[Saved entries]
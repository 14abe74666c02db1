#[cfg(feature = "sound")]
pub mod chime;

use std::sync::mpsc::Sender;
#[cfg(feature = "sound")]
use std::{
    sync::{mpsc, Arc, Mutex},
    thread,
};

/// Audible markers for the three pipeline events.
#[derive(Debug, Clone, Copy, PartialEq, Eq)]
pub enum Cue {
    Start,
    Complete,
    Error,
}

/// Plays cues on a dedicated thread that owns the (non-`Send`) audio output.
///
/// The thread is spawned lazily on the first cue. When audio cannot be
/// opened, cues are dropped with a warning and the pipeline carries on.
#[derive(Clone)]
pub struct FeedbackHandle {
    enabled: bool,
    #[cfg(feature = "sound")]
    tx: Arc<Mutex<Option<Sender<Cue>>>>,
}

impl FeedbackHandle {
    pub fn new(enabled: bool) -> Self {
        Self {
            enabled,
            #[cfg(feature = "sound")]
            tx: Arc::new(Mutex::new(None)),
        }
    }

    pub fn disabled() -> Self {
        Self::new(false)
    }

    pub fn cue(&self, cue: Cue) {
        if !self.enabled {
            log::trace!("cue {cue:?} skipped (sound disabled)");
            return;
        }

        match self.ensure_thread() {
            Ok(tx) => {
                if tx.send(cue).is_err() {
                    log::warn!("audio thread gone; cue {cue:?} dropped");
                }
            }
            Err(e) => log::warn!("cannot play cue {cue:?}: {e}"),
        }
    }

    #[cfg(feature = "sound")]
    fn ensure_thread(&self) -> Result<Sender<Cue>, String> {
        use rodio::{OutputStream, Sink};

        let mut guard = self.tx.lock().map_err(|e| e.to_string())?;
        if let Some(tx) = guard.as_ref() {
            return Ok(tx.clone());
        }

        let (tx, rx) = mpsc::channel::<Cue>();

        thread::Builder::new()
            .name("avr-feedback".to_string())
            .spawn(move || {
                let (_stream, sink) = match OutputStream::try_default()
                    .map_err(|e| format!("Failed to create audio output stream: {}", e))
                    .and_then(|(stream, handle)| {
                        Sink::try_new(&handle)
                            .map(|sink| (stream, sink))
                            .map_err(|e| format!("Failed to create audio sink: {}", e))
                    }) {
                    Ok(pair) => pair,
                    Err(e) => {
                        log::warn!("{e}; audible cues disabled");
                        // Keep receiving so later cues are discarded quietly.
                        while rx.recv().is_ok() {}
                        return;
                    }
                };

                while let Ok(cue) = rx.recv() {
                    for chime in tones(cue) {
                        sink.append(chime);
                    }
                }
            })
            .map_err(|e| e.to_string())?;

        *guard = Some(tx.clone());
        Ok(tx)
    }

    #[cfg(not(feature = "sound"))]
    fn ensure_thread(&self) -> Result<Sender<Cue>, String> {
        Err("built without the `sound` feature".to_string())
    }
}

#[cfg(feature = "sound")]
fn tones(cue: Cue) -> Vec<chime::Chime> {
    use std::time::Duration;

    match cue {
        Cue::Start => vec![chime::Chime::new(880.0, Duration::from_millis(120))],
        Cue::Complete => vec![
            chime::Chime::new(660.0, Duration::from_millis(110)),
            chime::Chime::new(990.0, Duration::from_millis(180)),
        ],
        Cue::Error => vec![chime::Chime::new(196.0, Duration::from_millis(350))],
    }
}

What the task asks -
Search the entries above for the string "Start". Copy each line that holds it.

Final answer -
    Start,
        Cue::Start => vec![chime::Chime::new(880.0, Duration::from_millis(120))],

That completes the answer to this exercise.